In her excellent book  Family Bonds: Genealogies of Race and Gender, Ellen Feder tells a “new tale” of race and gender in the United States. Moving beyond the truism that race and gender intersect, Feder “thinks together” these categories without conflating their different modes of production. To do so, she gives unique attention to a third figure—the family. According to Feder, although race and gender are experienced in inseparable ways, they are produced distinctly through the family. Mechanisms of gender act within the family, and mechanisms of race act upon it. To develop this position, provocative in its very simplicity, Feder “tells stories” using Michel Foucault’s method of storytelling—genealogy. From the postwar construction of the Levittown suburb to the diagnosis and treatment of gender identity disorder (GID) to debates over the federal government’s “Violence Initiative”—Feder’s stories illustrate the family’s central role in the construction of race and gender.

Family Bonds should find and fascinate a broad academic audience; Feder’s prose is clear and engaging, her arguments deft and accessible. Nevertheless, those readers familiar with Foucault, feminist theory, or critical race theory will find Family Bonds most exciting. In each field of inquiry, Feder makes bold contributions. For scholars of Foucault, Family Bonds is an original extension of [End Page 127] his genealogical project and an uncommon application of his account of power to questions of race. Feder’s stories illuminate and advance Foucault’s own. For scholars working in feminist theory and critical race theory, Feder’s interest in the family is as uncommon and fruitful as her Foucauldian method. Once the central object of Second Wave analyses, feminist theory has since shifted its attention away from the family. Returning and reshifting her focus, Feder traces and contests the family’s marginalization.

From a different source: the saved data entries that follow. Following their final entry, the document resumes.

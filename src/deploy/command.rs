//! Remote command rendering.
//!
//! Programs are symbolic (`rake`, `bundle`) and resolved through a
//! [`CommandMap`] at render time, so `rake` can become `bundle exec rake`.

use std::collections::BTreeMap;
use std::path::{Path, PathBuf};

#[derive(Debug, Clone, Default)]
pub struct CommandMap {
    entries: BTreeMap<String, String>,
}

impl CommandMap {
    pub fn new(entries: BTreeMap<String, String>) -> Self {
        Self { entries }
    }

    pub fn resolve<'a>(&'a self, program: &'a str) -> &'a str {
        self.entries.get(program).map(String::as_str).unwrap_or(program)
    }
}

#[derive(Debug, Clone)]
pub struct RemoteCommand {
    program: String,
    args: Vec<String>,
    within: Option<PathBuf>,
    env: Vec<(String, String)>,
    pipe: Option<Box<RemoteCommand>>,
    append_to: Option<PathBuf>,
}

impl RemoteCommand {
    pub fn new(program: impl Into<String>) -> Self {
        Self {
            program: program.into(),
            args: Vec::new(),
            within: None,
            env: Vec::new(),
            pipe: None,
            append_to: None,
        }
    }

    pub fn arg(mut self, arg: impl AsRef<str>) -> Self {
        self.args.push(arg.as_ref().to_string());
        self
    }

    pub fn path_arg(self, path: impl AsRef<Path>) -> Self {
        let rendered = path.as_ref().display().to_string();
        self.arg(rendered)
    }

    pub fn args<I, S>(mut self, args: I) -> Self
    where
        I: IntoIterator<Item = S>,
        S: AsRef<str>,
    {
        self.args
            .extend(args.into_iter().map(|a| a.as_ref().to_string()));
        self
    }

    /// Run from `dir` on the remote side.
    pub fn within(mut self, dir: impl AsRef<Path>) -> Self {
        self.within = Some(dir.as_ref().to_path_buf());
        self
    }

    pub fn env(mut self, key: impl Into<String>, value: impl Into<String>) -> Self {
        self.env.push((key.into(), value.into()));
        self
    }

    /// Feed this command's stdout into `next`.
    pub fn pipe(mut self, next: RemoteCommand) -> Self {
        self.pipe = Some(Box::new(next));
        self
    }

    pub fn append_to(mut self, path: impl AsRef<Path>) -> Self {
        self.append_to = Some(path.as_ref().to_path_buf());
        self
    }

    pub fn program(&self) -> &str {
        &self.program
    }

    /// Render the full shell line sent to the host.
    pub fn render(&self, map: &CommandMap) -> String {
        let mut line = self.render_pipeline(map);

        if let Some(target) = &self.append_to {
            line = format!("{line} >> {}", shell_quote(&target.display().to_string()));
        }

        if !self.env.is_empty() {
            let exports: Vec<String> = self
                .env
                .iter()
                .map(|(k, v)| format!("export {k}={}", shell_quote(v)))
                .collect();
            line = format!("( {} ; {line} )", exports.join(" "));
        }

        match &self.within {
            Some(dir) => format!("cd {} && {line}", shell_quote(&dir.display().to_string())),
            None => line,
        }
    }

    fn render_pipeline(&self, map: &CommandMap) -> String {
        let mut parts = vec![map.resolve(&self.program).to_string()];
        parts.extend(self.args.iter().map(|a| shell_quote(a)));
        let head = parts.join(" ");
        match &self.pipe {
            Some(next) => format!("{head} | {}", next.render_pipeline(map)),
            None => head,
        }
    }
}

/// POSIX single-quote escaping; leaves obviously safe words untouched.
pub fn shell_quote(word: &str) -> String {
    let safe = !word.is_empty()
        && word
            .chars()
            .all(|c| c.is_ascii_alphanumeric() || "_-./:=@%+,".contains(c));
    if safe {
        word.to_string()
    } else {
        format!("'{}'", word.replace('\'', r"'\''"))
    }
}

The book begins with an introduction that grounds its Foucauldian method and familial focus. Here, Feder makes clear her special debt to Hortense Spillers’s “Mama’s Baby, Papa’s Maybe: An American Grammar Book” (Spillers 1987). In this important essay, Spillers traces the history of restricting the categories “woman” and “family” to white women and white families. Feder affirms Spillers’s critique of Second Wave feminists like Nancy Chodorow, who fail to think race and gender “together” effectively. More uniquely, Feder observes and accepts a claim, shared across Spillers’s and Chodorow’s texts, that gendering processes are located within the family and racializing processes without. According to Feder, the challenge of “thinking together” race and gender is deepened by their distinct production. Foucault’s method of genealogy and account of power meet this challenge because disciplinary power and regulatory (or biopolitical) power specify, respectively, the mechanisms of gender and race. That is, disciplinary power operates within the family and biopower operates upon the family.

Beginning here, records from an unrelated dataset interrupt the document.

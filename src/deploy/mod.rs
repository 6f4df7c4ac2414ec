//! Release management: deploy, rollback and inspection of release trees.
//!
//! Layout:
//! - `host.rs`: roles, hosts and resolved targets
//! - `command.rs`: symbolic remote commands and their shell rendering
//! - `executor.rs`: how rendered commands reach a host (ssh or local shell)
//! - `layout.rs`: the `releases/ shared/ current` tree and retention rules
//! - `pipeline.rs`: ordered stages, runner, rollback
//! - `tasks.rs`: the concrete stages of the storefront recipe

pub mod command;
pub mod executor;
pub mod host;
pub mod layout;
pub mod pipeline;
pub mod tasks;

use crate::config::DeploySettings;
use crate::deploy::command::RemoteCommand;
use crate::deploy::executor::Executor;
use crate::deploy::host::{DeployTarget, Host};
use crate::deploy::layout::{DeployLayout, parse_release_listing, release_before, release_name_at};
use crate::deploy::pipeline::{DeployContext, Pipeline, PipelineRunner};
use crate::error::StorefrontError;
use crate::supervisor::RestartPlan;
use chrono::Utc;
use serde::Serialize;
use std::collections::HashMap;
use std::sync::Arc;
use std::time::Duration;
use tracing::info;

pub use executor::{LocalExecutor, SshExecutor};
pub use host::Role;

/// Releases present on one host.
#[derive(Debug, Clone, Serialize, PartialEq, Eq)]
pub struct HostReleases {
    pub host: String,
    pub releases: Vec<String>,
    pub current: Option<String>,
}

pub struct Deployer {
    settings: DeploySettings,
    restart: RestartPlan,
    executor: Arc<dyn Executor>,
}

impl Deployer {
    pub fn new(
        settings: DeploySettings,
        restart: RestartPlan,
        executor: Arc<dyn Executor>,
    ) -> Self {
        Self {
            settings,
            restart,
            executor,
        }
    }

    fn layout(&self) -> DeployLayout {
        DeployLayout::new(self.settings.deploy_to.clone())
    }

    fn runner(&self, pipeline: Pipeline) -> PipelineRunner {
        PipelineRunner::new(pipeline, Duration::from_secs(self.settings.stage_timeout_secs))
    }

    fn context(&self, target: &DeployTarget, release_name: String) -> DeployContext {
        DeployContext::new(
            target.clone(),
            self.settings.clone(),
            release_name,
            self.restart.clone(),
            self.executor.clone(),
        )
    }

    /// Deploy under a release name taken from the current time.
    pub async fn deploy(&self, target: &DeployTarget) -> Result<String, StorefrontError> {
        let name = release_name_at(Utc::now());
        self.deploy_release(target, &name).await?;
        Ok(name)
    }

    pub async fn deploy_release(
        &self,
        target: &DeployTarget,
        release_name: &str,
    ) -> Result<(), StorefrontError> {
        info!(
            stage = %target.name,
            release = %release_name,
            branch = %target.branch,
            "deploying"
        );
        let mut ctx = self.context(target, release_name.to_string());
        ctx.previous = self.live_releases(target).await?;
        self.runner(tasks::deploy_pipeline()?).run(&ctx).await?;
        info!(stage = %target.name, release = %release_name, "deploy finished");
        Ok(())
    }

    /// Point `current` back at the release before it; returns that release.
    pub async fn rollback(&self, target: &DeployTarget) -> Result<String, StorefrontError> {
        let first = target
            .hosts
            .first()
            .ok_or_else(|| {
                StorefrontError::InvalidConfig(format!("stage {} has no hosts", target.name))
            })?;
        let state = self.host_releases(first).await?;
        let live = state.current.ok_or(StorefrontError::NoPreviousRelease)?;
        let previous = release_before(&state.releases, &live)
            .cloned()
            .ok_or(StorefrontError::NoPreviousRelease)?;

        info!(stage = %target.name, from = %live, to = %previous, "rolling back");
        let mut ctx = self.context(target, previous.clone());
        ctx.previous = self.live_releases(target).await?;
        ctx.abandoned = Some(live);
        self.runner(tasks::rollback_pipeline()?).run(&ctx).await?;
        Ok(previous)
    }

    /// Reachability and linked-file checks only.
    pub async fn check(&self, target: &DeployTarget) -> Result<(), StorefrontError> {
        let ctx = self.context(target, release_name_at(Utc::now()));
        self.runner(tasks::check_pipeline()).run(&ctx).await
    }

    pub async fn releases(
        &self,
        target: &DeployTarget,
    ) -> Result<Vec<HostReleases>, StorefrontError> {
        let mut out = Vec::with_capacity(target.hosts.len());
        for host in &target.hosts {
            out.push(self.host_releases(host).await?);
        }
        Ok(out)
    }

    async fn live_releases(
        &self,
        target: &DeployTarget,
    ) -> Result<HashMap<String, Option<String>>, StorefrontError> {
        let mut live = HashMap::new();
        for host in &target.hosts {
            live.insert(host.address.clone(), self.current_release(host).await?);
        }
        Ok(live)
    }

    async fn current_release(&self, host: &Host) -> Result<Option<String>, StorefrontError> {
        let ctx = self.context(&single_host_target(host), String::new());
        let current = self.layout().current();
        let linked = ctx
            .test(host, RemoteCommand::new("test").arg("-L").path_arg(&current))
            .await?;
        if !linked {
            return Ok(None);
        }
        let target = ctx
            .capture(host, RemoteCommand::new("readlink").path_arg(&current))
            .await?;
        Ok(target
            .rsplit('/')
            .find(|segment| !segment.is_empty())
            .map(str::to_string))
    }

    async fn host_releases(&self, host: &Host) -> Result<HostReleases, StorefrontError> {
        let ctx = self.context(&single_host_target(host), String::new());
        let releases_dir = self.layout().releases();
        let exists = ctx
            .test(host, RemoteCommand::new("test").arg("-d").path_arg(&releases_dir))
            .await?;
        let releases = if exists {
            let listing = ctx
                .capture(host, RemoteCommand::new("ls").arg("-1").path_arg(&releases_dir))
                .await?;
            parse_release_listing(&listing)
        } else {
            Vec::new()
        };
        Ok(HostReleases {
            host: host.destination(),
            releases,
            current: self.current_release(host).await?,
        })
    }
}

fn single_host_target(host: &Host) -> DeployTarget {
    DeployTarget {
        name: host.address.clone(),
        hosts: vec![host.clone()],
        branch: String::new(),
    }
}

The three core chapters of Family Bonds tell stories that illustrate the family’s important role in the production of gender and race. The first core chapter, “The Family in the Tower: The Triumph of Levittown and the Production of a New Whiteness,” tells the story of the development of Levittown, New York, a model suburb constructed after World War II. In the postwar period, a combination of political and economic policies and actions encouraged European Americans to leave urban ethnic enclaves and move to the suburbs. The same policies—zoning ordinances, financing rules, etc.—also encouraged the exclusion of African Americans. As Feder’s genealogy carefully shows, Levittown developed through and alongside a new concept of whiteness. There, ethnic differences between neighbors became less important than racial differences between suburb and city. Levittown was a homogeneous community, where white families lived in identical houses on identical streets.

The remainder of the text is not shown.